Oggi vogliamo parlarvi di una storia di orgoglio che ha una radice storica e politica.
Il pride non è una carnevalata in cui sfogare i più reconditi istinti, ma un giorno di memoria di quella che, nel 1969 a New York, fu una vera e propria rivolta durata cinque lunghi giorni e che prende il nome di “moti di Stonewall”.
Prima di tutto va specificato che negli anni 70’ negli Stati Uniti (e non solo), l’omosessualità era illegale e questo comportò la nascita di diversi apparati associativi che avevano chiaramente lo scopo di sostenere la comunità gay e lottare contro le diverse forme di discriminazione agite sulla stessa.

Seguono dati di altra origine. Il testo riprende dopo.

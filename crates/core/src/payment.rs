//! Payment signature math for the Razorpay hosted-checkout flow.
//!
//! Razorpay returns `HMAC-SHA256(order_id + "|" + payment_id, key_secret)`
//! as a lowercase hex string after checkout; the server recomputes it to
//! decide whether the payment is genuine. Comparison is constant-time via
//! [`Mac::verify_slice`].

use hmac::{Hmac, Mac};
use sha2::Sha256;

type HmacSha256 = Hmac<Sha256>;

/// Claimed and computed order totals may differ by at most this much
/// (one paisa) before the order is rejected as tampered.
pub const AMOUNT_EPSILON: f64 = 0.01;

/// Payment status values stored in an order's payment details block.
pub const PAYMENT_STATUS_PENDING: &str = "pending";
pub const PAYMENT_STATUS_PAID: &str = "paid";
pub const PAYMENT_STATUS_FAILED: &str = "failed";

/// Compute the checkout signature for a provider order/payment pair.
pub fn payment_signature(provider_order_id: &str, payment_id: &str, key_secret: &str) -> String {
    let mut mac = HmacSha256::new_from_slice(key_secret.as_bytes())
        .expect("HMAC accepts keys of any length");
    mac.update(provider_order_id.as_bytes());
    mac.update(b"|");
    mac.update(payment_id.as_bytes());
    hex_encode(&mac.finalize().into_bytes())
}

/// Verify a client-supplied signature in constant time.
///
/// The supplied signature is hex-decoded and checked against the freshly
/// computed MAC; anything that is not valid lowercase/uppercase hex of the
/// right length fails verification.
pub fn verify_payment_signature(
    provider_order_id: &str,
    payment_id: &str,
    key_secret: &str,
    supplied_signature: &str,
) -> bool {
    let Some(supplied) = hex_decode(supplied_signature) else {
        return false;
    };

    let mut mac = HmacSha256::new_from_slice(key_secret.as_bytes())
        .expect("HMAC accepts keys of any length");
    mac.update(provider_order_id.as_bytes());
    mac.update(b"|");
    mac.update(payment_id.as_bytes());
    mac.verify_slice(&supplied).is_ok()
}

/// Whether a claimed total matches a server-computed total within
/// [`AMOUNT_EPSILON`].
pub fn amounts_match(claimed: f64, computed: f64) -> bool {
    (claimed - computed).abs() <= AMOUNT_EPSILON
}

/// Convert a currency amount in rupees to paise for the provider API.
pub fn to_minor_units(amount: f64) -> i64 {
    (amount * 100.0).round() as i64
}

// ── Private helpers ──────────────────────────────────────────────────

fn hex_encode(bytes: &[u8]) -> String {
    bytes.iter().map(|b| format!("{b:02x}")).collect()
}

fn hex_decode(hex: &str) -> Option<Vec<u8>> {
    if hex.len() % 2 != 0 {
        return None;
    }
    (0..hex.len())
        .step_by(2)
        .map(|i| u8::from_str_radix(&hex[i..i + 2], 16).ok())
        .collect()
}

// ── Tests ────────────────────────────────────────────────────────────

Nel 1969 Leo E. Laurence e Gayle Whittington fondarono un nuovo comitato per i diritti omosessuali il Committee for Homosexual Freedoom (CHF), dopo essere stati licenziati a seguito di una fotografia che li ritraeva abbracciati. Wittman, uno degli ativisti del CHF redasse il “Refugees from Amerika: A Gay Manifesto”. Considerato un testo molto importante per la liberazione delle persone omosessuali.
Link Manifesto: https://www.historyisaweapon.com/defcon1/wittmanmanifesto.html
Era anche il periodo questo in cui era divenuto di nuovo legale servire alcolici alla persone omosessuali, cosa vietata fino al 1966. È tenendo conto di tutto questo che dobbiamo inserire la rivolta che ha sancito una data di inizio del pride. Le identità delle persone LGBTQIA+ erano completamente mutilate e i gay bar erano l’unico modo per esistere e resistere.
Lo Stonewall Inn, lo storico locale da cui partì la rivolta e che dà il nome ai moti di Stonewall appunto, era uno dei locali preferiti della comunità perché era un luogo in cui si poteva anche ballare, oltre che bere. In questo scenario va specificato un fatto molto rilevante nella costruzione della nostra storia: la mafia.
Molti dei locali e bar gay erano infatti proprietà di famose famiglie mafiose che avevano visto nella comunità un profitto. Avevano infatti accordi segreti con poliziotti corrotti che usavano fare retate serali organizzate per sancire il loro potere gerarchico in una società omofoba.
Insomma le persone dissidenti che frequentavano questo tipo di locali erano anche abbastanza preparate a queste violenze quotidiane. Per questo la retata del 28 giugno del 1969 sancì una fine e un inizio, per la sua natura più violenta e discriminante rispetto al solito.
Due figure chiave di questo evento furono Marsha P. Johnson e Sylvia Rivera, attivista drag queen e donna trans, che divennero anche i volti di riferimento di questa grande rivolta. Uno degli slogan più usati durante queste giornate era “gay power” da cui si è poi ispirato il nome “gay pride” per nominare il giorno di memoria dei fatti accaduti allo Stonewall Inn.
Le conseguenze di questa rivolta furono le più rilevanti mai conquistate per l’intera comunità fino ad allora, nacquero diverse associazioni e diversi gruppi a sostegno dei diritti omosessuali, in un’ottica di rivolta e lotta politica quotidiana. Cominciarono le prime “marce” in memoria di questo giorno, a San Francisco, Chicago e Los Angels e la prima versione della bandiera arcobaleno fu realizzata proprio per la parata da un’artista di San Francisco su richiesta di uno degli attivisti più importanti della scena Americana omosessuale: Harvey Milk.
In Italia il primo pride ufficiale si è svolto nel 1994 a Roma, ben 24 anni dopo i fatti accaduti a New York.
L’11 giugno 1999 Bill Clinton ha proclamato il mese di giugno il “Gay and Lesbian Pride Month”, rinominato poi da Barack Obama nel 2009 come il “Lesbian, Gay, Bisexual and Transgender Pride Month”.
Il pride è un evento importantissimo per la comunità, non solo per l’affermazione delle nostre esistenze e resistenze, ma anche per la capacità trasformativa tipica dell’evento che si adatta alle nostre identità ed esigenze, in un’ottica intersezionale. O almeno noi così vorremo festeggiare questo mese, tenendo conto di tutti i livelli di complessità che caratterizzano le identità LGBTQIA+ e in generale le identità tutte, perché è solo nell’intersezione delle lotte che può esistere un’esistenza davvero inclusiva per tutte, tutti e tuttu.